EXERCISE INSTRUCTIONS> Look through the entries below and extract exactly the lines from the one containing "pub mod tools;" through the one containing "let (pi, pj) = (poly[i], poly[j]);", ends included.

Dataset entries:
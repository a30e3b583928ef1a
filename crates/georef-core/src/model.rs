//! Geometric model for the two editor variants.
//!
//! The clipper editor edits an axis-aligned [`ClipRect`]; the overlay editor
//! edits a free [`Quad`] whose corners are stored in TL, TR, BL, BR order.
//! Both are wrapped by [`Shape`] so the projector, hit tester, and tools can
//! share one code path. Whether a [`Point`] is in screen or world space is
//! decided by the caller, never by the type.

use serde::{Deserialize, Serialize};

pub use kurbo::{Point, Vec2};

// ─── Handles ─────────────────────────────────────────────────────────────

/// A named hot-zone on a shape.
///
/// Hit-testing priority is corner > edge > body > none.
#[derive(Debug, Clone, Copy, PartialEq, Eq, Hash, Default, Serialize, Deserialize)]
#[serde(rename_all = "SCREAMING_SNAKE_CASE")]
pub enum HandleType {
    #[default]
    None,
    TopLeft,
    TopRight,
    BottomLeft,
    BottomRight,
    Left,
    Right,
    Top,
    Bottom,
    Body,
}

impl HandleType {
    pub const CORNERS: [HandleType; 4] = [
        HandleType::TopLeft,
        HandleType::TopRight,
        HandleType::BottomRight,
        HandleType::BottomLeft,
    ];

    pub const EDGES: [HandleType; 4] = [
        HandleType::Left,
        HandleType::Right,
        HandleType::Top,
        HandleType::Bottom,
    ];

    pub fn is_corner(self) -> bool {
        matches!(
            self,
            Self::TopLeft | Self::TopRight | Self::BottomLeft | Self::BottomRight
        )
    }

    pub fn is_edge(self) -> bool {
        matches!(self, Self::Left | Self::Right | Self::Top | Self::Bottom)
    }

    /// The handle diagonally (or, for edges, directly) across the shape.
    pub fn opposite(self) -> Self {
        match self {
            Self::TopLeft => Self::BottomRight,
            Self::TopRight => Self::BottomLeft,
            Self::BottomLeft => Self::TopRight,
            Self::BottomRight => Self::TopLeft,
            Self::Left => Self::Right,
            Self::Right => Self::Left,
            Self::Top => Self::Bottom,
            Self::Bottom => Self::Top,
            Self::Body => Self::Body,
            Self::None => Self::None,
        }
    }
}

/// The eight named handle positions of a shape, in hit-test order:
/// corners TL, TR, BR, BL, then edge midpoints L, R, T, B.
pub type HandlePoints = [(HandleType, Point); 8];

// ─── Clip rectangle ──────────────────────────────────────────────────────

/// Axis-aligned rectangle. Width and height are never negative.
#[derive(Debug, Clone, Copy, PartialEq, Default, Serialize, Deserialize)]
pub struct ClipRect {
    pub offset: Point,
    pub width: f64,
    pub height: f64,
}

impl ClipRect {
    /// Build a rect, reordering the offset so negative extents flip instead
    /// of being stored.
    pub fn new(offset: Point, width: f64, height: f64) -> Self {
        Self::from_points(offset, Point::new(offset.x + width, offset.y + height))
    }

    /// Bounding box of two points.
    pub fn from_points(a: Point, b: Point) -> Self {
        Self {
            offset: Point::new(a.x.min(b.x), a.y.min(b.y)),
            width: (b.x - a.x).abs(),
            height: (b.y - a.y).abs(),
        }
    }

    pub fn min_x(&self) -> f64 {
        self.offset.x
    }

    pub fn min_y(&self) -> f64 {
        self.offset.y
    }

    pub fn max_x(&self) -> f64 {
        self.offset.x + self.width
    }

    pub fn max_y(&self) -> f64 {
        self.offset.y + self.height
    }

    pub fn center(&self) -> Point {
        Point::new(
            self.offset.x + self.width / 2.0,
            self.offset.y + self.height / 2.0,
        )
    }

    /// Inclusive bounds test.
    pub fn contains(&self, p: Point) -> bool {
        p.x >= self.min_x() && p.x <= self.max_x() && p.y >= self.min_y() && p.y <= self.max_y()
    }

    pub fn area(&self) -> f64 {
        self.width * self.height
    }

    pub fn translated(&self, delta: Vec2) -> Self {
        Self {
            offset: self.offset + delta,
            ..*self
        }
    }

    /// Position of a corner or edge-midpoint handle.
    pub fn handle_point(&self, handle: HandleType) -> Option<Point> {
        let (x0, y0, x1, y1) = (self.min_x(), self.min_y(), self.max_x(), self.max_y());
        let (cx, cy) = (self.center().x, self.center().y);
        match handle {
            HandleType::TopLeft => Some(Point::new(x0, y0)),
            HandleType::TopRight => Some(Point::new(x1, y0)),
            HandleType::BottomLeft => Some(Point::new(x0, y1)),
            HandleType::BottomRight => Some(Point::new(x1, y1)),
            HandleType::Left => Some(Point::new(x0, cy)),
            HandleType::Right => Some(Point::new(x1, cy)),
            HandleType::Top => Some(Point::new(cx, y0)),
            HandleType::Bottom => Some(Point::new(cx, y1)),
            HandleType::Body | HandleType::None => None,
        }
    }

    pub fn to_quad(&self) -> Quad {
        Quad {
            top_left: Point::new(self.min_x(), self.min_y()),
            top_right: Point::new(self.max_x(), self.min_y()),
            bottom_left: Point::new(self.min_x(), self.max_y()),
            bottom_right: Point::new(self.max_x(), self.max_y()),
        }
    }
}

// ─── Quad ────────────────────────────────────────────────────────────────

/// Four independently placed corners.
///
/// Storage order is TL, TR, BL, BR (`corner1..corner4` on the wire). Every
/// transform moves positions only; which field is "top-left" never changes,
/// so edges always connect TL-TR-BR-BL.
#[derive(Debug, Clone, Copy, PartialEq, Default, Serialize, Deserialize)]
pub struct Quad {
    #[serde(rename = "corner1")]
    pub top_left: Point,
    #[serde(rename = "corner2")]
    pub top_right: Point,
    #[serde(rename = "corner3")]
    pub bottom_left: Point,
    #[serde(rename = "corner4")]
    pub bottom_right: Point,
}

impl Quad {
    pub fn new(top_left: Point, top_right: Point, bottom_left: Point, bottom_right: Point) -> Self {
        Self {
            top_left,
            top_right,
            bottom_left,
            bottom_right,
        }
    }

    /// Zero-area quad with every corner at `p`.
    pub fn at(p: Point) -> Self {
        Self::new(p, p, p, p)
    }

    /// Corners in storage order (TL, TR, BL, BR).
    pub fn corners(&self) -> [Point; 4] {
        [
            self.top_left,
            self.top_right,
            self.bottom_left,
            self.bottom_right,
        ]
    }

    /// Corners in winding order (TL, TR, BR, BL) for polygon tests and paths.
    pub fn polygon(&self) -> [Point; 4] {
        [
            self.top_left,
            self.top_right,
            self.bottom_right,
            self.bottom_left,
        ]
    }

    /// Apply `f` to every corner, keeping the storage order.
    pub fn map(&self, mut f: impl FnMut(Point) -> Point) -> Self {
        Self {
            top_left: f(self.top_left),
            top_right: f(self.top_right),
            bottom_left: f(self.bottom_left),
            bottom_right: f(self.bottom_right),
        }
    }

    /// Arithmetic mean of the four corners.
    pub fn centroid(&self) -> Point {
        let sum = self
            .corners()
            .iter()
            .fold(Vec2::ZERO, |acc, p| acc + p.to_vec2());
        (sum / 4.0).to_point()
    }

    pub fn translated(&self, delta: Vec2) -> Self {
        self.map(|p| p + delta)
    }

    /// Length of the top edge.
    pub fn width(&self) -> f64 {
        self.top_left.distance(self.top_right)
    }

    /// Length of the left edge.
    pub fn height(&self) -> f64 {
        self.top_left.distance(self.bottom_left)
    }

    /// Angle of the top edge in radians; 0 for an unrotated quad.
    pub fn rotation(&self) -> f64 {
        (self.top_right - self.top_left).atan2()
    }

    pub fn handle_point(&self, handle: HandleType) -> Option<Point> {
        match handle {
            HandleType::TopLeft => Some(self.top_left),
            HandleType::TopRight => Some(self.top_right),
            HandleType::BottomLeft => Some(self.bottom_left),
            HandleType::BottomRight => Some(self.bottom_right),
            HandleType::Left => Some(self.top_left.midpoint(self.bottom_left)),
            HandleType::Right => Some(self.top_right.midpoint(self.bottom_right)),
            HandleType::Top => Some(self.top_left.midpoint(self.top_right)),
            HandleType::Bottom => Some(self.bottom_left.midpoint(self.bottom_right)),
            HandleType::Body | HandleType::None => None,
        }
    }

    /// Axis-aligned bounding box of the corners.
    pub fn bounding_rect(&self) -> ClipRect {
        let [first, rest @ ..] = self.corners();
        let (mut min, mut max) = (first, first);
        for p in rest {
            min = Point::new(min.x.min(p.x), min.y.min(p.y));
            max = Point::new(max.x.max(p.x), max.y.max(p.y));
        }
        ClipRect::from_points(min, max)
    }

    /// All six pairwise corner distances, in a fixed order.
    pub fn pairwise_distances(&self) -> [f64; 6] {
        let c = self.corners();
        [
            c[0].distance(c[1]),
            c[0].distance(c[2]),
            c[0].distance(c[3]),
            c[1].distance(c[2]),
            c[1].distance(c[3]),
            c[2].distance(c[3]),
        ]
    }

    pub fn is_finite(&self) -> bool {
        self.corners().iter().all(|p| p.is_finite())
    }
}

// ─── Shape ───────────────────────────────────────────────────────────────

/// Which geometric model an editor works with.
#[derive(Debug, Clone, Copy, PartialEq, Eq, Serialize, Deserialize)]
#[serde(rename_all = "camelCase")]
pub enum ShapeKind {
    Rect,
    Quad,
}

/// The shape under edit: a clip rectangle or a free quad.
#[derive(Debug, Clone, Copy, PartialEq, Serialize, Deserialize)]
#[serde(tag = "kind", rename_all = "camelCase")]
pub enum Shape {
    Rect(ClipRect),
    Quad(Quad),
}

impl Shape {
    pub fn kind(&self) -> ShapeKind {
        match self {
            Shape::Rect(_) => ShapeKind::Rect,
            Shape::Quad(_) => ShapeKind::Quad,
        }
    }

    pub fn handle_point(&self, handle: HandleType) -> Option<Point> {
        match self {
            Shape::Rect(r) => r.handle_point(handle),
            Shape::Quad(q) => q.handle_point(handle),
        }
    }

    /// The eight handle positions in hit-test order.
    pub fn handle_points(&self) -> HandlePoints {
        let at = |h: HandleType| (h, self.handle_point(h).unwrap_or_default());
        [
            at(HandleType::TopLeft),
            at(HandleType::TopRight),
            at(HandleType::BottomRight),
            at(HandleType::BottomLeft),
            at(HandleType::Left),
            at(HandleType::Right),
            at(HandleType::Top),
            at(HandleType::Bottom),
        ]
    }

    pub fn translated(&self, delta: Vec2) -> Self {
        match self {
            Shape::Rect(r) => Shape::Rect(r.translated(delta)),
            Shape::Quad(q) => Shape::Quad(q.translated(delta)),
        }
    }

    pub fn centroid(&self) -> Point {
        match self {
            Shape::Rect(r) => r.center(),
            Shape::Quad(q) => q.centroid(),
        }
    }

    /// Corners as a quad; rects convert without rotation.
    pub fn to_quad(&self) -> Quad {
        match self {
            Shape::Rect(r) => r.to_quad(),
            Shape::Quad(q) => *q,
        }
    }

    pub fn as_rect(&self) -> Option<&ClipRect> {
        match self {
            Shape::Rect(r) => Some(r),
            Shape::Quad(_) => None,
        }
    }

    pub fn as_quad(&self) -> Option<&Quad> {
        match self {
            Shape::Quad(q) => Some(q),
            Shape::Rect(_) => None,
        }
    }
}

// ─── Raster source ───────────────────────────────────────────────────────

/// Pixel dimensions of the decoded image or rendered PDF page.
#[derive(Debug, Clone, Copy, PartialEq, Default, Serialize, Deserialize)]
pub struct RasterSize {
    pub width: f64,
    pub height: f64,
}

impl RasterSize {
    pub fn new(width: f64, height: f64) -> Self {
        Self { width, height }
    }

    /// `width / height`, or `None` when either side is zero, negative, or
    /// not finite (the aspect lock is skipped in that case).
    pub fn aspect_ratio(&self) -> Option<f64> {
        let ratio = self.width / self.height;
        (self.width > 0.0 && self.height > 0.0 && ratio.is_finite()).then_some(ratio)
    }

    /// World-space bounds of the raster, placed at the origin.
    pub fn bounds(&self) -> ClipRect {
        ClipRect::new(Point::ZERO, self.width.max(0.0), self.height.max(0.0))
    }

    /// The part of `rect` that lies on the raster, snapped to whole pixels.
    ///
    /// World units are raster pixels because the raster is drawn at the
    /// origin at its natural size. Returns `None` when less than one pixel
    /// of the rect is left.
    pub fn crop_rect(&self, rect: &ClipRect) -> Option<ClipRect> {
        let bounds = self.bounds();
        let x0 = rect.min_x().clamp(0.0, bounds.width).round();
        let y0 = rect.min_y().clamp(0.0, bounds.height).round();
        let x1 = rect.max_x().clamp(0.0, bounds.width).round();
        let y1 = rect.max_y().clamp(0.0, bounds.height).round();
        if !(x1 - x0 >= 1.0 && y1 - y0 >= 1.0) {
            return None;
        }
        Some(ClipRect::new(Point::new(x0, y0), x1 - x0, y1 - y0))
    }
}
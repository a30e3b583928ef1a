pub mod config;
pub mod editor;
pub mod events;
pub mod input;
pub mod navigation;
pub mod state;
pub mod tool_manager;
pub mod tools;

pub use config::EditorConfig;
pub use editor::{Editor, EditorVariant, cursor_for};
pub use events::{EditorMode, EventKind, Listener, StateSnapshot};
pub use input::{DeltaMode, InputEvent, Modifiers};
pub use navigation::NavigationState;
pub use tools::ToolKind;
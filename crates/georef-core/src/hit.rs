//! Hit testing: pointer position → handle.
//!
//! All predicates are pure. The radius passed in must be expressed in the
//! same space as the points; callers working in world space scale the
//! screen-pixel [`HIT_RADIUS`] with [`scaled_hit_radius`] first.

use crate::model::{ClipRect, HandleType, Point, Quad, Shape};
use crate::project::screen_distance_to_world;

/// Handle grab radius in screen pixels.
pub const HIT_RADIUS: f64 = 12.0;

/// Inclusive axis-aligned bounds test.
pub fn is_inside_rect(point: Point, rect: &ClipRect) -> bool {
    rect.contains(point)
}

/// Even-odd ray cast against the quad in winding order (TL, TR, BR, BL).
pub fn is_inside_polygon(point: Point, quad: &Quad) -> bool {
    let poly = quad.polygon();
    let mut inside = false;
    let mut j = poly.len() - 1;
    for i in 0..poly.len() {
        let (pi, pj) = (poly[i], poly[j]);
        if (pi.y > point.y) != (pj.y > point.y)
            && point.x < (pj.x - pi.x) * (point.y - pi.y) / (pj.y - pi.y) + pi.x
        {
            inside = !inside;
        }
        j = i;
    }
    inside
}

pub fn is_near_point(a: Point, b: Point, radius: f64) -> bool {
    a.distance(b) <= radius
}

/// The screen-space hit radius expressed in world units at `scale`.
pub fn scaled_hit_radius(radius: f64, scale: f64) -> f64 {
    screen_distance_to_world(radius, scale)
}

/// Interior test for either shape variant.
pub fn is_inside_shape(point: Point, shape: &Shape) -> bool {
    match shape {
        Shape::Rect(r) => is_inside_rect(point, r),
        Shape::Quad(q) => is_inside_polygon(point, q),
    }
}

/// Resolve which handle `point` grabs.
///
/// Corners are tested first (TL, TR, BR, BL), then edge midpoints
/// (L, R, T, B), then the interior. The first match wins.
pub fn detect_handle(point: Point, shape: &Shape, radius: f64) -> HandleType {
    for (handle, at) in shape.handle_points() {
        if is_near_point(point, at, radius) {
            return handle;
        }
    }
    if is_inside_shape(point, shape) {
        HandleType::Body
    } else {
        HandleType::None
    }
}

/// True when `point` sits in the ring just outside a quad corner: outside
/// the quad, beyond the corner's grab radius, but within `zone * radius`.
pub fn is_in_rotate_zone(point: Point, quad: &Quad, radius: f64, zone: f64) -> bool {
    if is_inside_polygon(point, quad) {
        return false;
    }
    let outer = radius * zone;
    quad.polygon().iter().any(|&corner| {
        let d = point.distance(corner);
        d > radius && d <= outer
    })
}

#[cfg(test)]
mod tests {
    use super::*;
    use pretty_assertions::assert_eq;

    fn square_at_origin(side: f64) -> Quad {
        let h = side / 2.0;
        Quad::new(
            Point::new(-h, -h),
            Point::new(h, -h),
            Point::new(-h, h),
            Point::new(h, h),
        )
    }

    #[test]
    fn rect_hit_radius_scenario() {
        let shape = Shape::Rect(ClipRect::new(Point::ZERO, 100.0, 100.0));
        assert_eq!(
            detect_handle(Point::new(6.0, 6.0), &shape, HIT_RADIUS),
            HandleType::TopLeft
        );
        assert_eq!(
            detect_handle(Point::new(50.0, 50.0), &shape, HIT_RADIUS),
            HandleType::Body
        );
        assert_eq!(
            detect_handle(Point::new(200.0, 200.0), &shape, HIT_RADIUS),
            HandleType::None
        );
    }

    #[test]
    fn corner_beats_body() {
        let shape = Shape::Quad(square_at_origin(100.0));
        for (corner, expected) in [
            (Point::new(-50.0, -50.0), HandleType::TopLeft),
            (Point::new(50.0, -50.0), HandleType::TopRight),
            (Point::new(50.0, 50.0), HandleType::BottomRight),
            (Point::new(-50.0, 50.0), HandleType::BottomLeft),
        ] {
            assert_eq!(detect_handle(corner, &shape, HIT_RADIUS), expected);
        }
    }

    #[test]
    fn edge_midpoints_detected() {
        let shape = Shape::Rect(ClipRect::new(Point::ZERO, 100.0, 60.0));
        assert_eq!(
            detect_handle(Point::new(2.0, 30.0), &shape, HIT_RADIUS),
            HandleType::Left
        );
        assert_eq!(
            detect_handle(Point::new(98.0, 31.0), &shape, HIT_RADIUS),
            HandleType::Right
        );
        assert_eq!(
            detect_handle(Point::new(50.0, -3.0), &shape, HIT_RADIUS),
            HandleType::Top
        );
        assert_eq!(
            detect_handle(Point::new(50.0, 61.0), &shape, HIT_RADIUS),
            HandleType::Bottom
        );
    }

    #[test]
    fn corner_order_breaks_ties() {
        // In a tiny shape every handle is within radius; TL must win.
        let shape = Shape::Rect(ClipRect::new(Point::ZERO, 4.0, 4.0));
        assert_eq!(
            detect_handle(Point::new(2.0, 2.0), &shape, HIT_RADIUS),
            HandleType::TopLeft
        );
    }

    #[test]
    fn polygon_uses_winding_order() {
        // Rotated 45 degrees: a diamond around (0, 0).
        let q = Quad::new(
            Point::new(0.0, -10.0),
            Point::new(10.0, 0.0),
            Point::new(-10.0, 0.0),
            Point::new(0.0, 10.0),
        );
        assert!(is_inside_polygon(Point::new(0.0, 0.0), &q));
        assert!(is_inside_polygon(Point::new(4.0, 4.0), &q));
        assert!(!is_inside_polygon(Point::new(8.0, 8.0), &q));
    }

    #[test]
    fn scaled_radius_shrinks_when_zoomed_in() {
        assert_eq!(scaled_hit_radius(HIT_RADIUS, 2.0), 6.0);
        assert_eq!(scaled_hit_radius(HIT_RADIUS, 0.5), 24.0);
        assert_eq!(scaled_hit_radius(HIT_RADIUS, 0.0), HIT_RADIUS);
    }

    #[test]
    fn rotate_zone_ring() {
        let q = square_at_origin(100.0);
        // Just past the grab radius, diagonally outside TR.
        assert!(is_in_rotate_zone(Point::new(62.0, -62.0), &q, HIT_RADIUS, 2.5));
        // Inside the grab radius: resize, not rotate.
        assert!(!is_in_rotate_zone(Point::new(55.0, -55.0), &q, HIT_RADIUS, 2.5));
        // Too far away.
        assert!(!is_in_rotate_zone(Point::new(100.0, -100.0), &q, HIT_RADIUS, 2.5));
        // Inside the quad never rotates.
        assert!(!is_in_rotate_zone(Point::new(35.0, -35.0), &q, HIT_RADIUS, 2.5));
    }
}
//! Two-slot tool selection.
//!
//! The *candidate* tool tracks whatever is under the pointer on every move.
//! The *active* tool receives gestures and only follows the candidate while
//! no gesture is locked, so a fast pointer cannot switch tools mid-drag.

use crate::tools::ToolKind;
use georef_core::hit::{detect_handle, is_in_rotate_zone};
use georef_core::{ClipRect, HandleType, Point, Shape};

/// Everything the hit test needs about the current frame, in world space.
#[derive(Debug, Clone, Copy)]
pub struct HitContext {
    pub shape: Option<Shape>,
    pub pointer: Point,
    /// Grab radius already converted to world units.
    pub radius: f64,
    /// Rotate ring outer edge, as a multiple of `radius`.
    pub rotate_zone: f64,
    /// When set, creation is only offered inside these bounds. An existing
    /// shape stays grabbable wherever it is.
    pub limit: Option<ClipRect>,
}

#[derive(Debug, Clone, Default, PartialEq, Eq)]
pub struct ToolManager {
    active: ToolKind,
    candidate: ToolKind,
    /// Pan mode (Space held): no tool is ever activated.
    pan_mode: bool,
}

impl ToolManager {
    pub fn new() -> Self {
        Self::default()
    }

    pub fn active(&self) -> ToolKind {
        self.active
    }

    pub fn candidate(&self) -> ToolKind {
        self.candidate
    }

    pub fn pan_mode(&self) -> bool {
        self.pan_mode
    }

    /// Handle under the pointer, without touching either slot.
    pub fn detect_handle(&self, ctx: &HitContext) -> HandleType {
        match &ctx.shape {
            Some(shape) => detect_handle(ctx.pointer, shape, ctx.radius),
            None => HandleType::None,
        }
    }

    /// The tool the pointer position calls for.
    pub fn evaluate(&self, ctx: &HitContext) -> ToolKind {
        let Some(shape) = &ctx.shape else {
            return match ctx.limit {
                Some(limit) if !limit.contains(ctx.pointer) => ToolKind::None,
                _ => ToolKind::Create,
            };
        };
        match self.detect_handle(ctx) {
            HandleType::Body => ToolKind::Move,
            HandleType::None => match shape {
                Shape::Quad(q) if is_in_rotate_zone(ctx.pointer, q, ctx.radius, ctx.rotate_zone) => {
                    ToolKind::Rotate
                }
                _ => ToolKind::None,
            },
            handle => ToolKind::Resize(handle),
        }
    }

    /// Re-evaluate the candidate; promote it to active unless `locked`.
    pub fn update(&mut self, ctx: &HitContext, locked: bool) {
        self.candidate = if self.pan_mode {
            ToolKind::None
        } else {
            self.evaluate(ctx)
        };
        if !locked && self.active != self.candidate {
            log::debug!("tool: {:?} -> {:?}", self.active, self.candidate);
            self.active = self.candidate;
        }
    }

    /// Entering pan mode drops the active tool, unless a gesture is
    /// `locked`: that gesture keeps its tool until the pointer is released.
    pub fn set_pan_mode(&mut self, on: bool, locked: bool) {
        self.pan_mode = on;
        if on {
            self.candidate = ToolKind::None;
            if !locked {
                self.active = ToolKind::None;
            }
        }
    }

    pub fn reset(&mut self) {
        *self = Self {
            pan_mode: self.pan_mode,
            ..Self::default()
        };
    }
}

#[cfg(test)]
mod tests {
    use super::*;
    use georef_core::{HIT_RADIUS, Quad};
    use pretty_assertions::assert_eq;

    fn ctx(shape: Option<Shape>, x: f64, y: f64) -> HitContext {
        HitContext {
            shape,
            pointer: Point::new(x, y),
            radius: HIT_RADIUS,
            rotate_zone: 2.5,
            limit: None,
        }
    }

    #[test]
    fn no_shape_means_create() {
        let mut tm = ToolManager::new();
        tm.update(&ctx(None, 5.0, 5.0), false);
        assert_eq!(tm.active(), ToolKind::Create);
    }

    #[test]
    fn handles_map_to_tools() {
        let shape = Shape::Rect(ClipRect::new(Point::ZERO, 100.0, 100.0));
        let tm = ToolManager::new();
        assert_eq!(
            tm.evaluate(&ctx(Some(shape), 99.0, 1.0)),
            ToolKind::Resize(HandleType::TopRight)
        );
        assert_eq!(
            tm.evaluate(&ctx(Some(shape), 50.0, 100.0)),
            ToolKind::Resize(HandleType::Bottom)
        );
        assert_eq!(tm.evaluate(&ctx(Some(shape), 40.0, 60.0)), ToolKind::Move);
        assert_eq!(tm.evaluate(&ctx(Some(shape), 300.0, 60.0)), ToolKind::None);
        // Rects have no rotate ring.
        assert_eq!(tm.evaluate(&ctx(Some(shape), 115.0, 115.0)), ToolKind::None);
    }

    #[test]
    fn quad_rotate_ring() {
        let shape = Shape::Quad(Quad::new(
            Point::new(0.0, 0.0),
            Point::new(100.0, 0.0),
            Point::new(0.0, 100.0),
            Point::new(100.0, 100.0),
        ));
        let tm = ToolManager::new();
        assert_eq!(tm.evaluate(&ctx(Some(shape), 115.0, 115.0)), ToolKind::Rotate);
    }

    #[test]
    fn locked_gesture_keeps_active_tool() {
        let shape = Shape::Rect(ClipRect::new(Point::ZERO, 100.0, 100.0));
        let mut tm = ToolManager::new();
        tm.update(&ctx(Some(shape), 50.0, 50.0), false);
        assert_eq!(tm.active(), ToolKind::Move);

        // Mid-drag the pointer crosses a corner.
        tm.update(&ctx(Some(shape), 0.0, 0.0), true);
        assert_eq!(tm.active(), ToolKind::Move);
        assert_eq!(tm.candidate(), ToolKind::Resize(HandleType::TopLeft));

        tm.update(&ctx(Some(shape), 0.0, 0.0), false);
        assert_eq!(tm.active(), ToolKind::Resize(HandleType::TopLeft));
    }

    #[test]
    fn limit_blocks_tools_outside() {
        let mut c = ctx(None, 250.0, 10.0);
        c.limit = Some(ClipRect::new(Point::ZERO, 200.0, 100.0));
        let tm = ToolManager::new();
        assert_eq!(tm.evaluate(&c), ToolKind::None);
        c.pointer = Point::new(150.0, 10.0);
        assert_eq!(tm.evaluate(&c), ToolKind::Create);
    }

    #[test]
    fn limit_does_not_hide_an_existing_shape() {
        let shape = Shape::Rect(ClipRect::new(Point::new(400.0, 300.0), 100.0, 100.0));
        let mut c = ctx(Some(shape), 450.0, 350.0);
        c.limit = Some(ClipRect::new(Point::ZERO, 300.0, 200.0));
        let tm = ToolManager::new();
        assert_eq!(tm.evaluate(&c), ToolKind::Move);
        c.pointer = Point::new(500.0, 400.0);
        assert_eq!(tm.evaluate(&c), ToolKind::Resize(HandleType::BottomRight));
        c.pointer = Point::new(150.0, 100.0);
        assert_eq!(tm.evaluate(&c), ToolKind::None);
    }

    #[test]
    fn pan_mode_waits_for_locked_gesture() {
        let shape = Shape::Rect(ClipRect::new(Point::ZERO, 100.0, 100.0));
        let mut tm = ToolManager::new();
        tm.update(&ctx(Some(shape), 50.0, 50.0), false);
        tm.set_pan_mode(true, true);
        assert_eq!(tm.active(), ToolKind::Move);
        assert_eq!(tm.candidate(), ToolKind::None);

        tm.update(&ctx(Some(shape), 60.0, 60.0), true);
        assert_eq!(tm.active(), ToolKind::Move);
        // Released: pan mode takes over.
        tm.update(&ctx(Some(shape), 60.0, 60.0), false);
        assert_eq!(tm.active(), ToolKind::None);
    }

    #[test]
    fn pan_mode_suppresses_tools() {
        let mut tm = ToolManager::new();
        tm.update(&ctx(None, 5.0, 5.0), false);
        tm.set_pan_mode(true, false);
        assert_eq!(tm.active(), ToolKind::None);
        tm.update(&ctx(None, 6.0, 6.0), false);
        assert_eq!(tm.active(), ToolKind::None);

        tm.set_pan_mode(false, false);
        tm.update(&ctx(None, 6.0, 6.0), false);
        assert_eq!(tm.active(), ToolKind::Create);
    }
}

WRITTEN RESPONSE>
pub mod tools;

pub use config::EditorConfig;
pub use editor::{Editor, EditorVariant, cursor_for};
pub use events::{EditorMode, EventKind, Listener, StateSnapshot};
pub use input::{DeltaMode, InputEvent, Modifiers};
pub use navigation::NavigationState;
pub use tools::ToolKind;
filename crates/georef-core/src/hit.rs
//! Hit testing: pointer position → handle.
//!
//! All predicates are pure. The radius passed in must be expressed in the
//! same space as the points; callers working in world space scale the
//! screen-pixel [`HIT_RADIUS`] with [`scaled_hit_radius`] first.

use crate::model::{ClipRect, HandleType, Point, Quad, Shape};
use crate::project::screen_distance_to_world;

/// Handle grab radius in screen pixels.
pub const HIT_RADIUS: f64 = 12.0;

/// Inclusive axis-aligned bounds test.
pub fn is_inside_rect(point: Point, rect: &ClipRect) -> bool {
    rect.contains(point)
}

/// Even-odd ray cast against the quad in winding order (TL, TR, BR, BL).
pub fn is_inside_polygon(point: Point, quad: &Quad) -> bool {
    let poly = quad.polygon();
    let mut inside = false;
    let mut j = poly.len() - 1;
    for i in 0..poly.len() {
        let (pi, pj) = (poly[i], poly[j]);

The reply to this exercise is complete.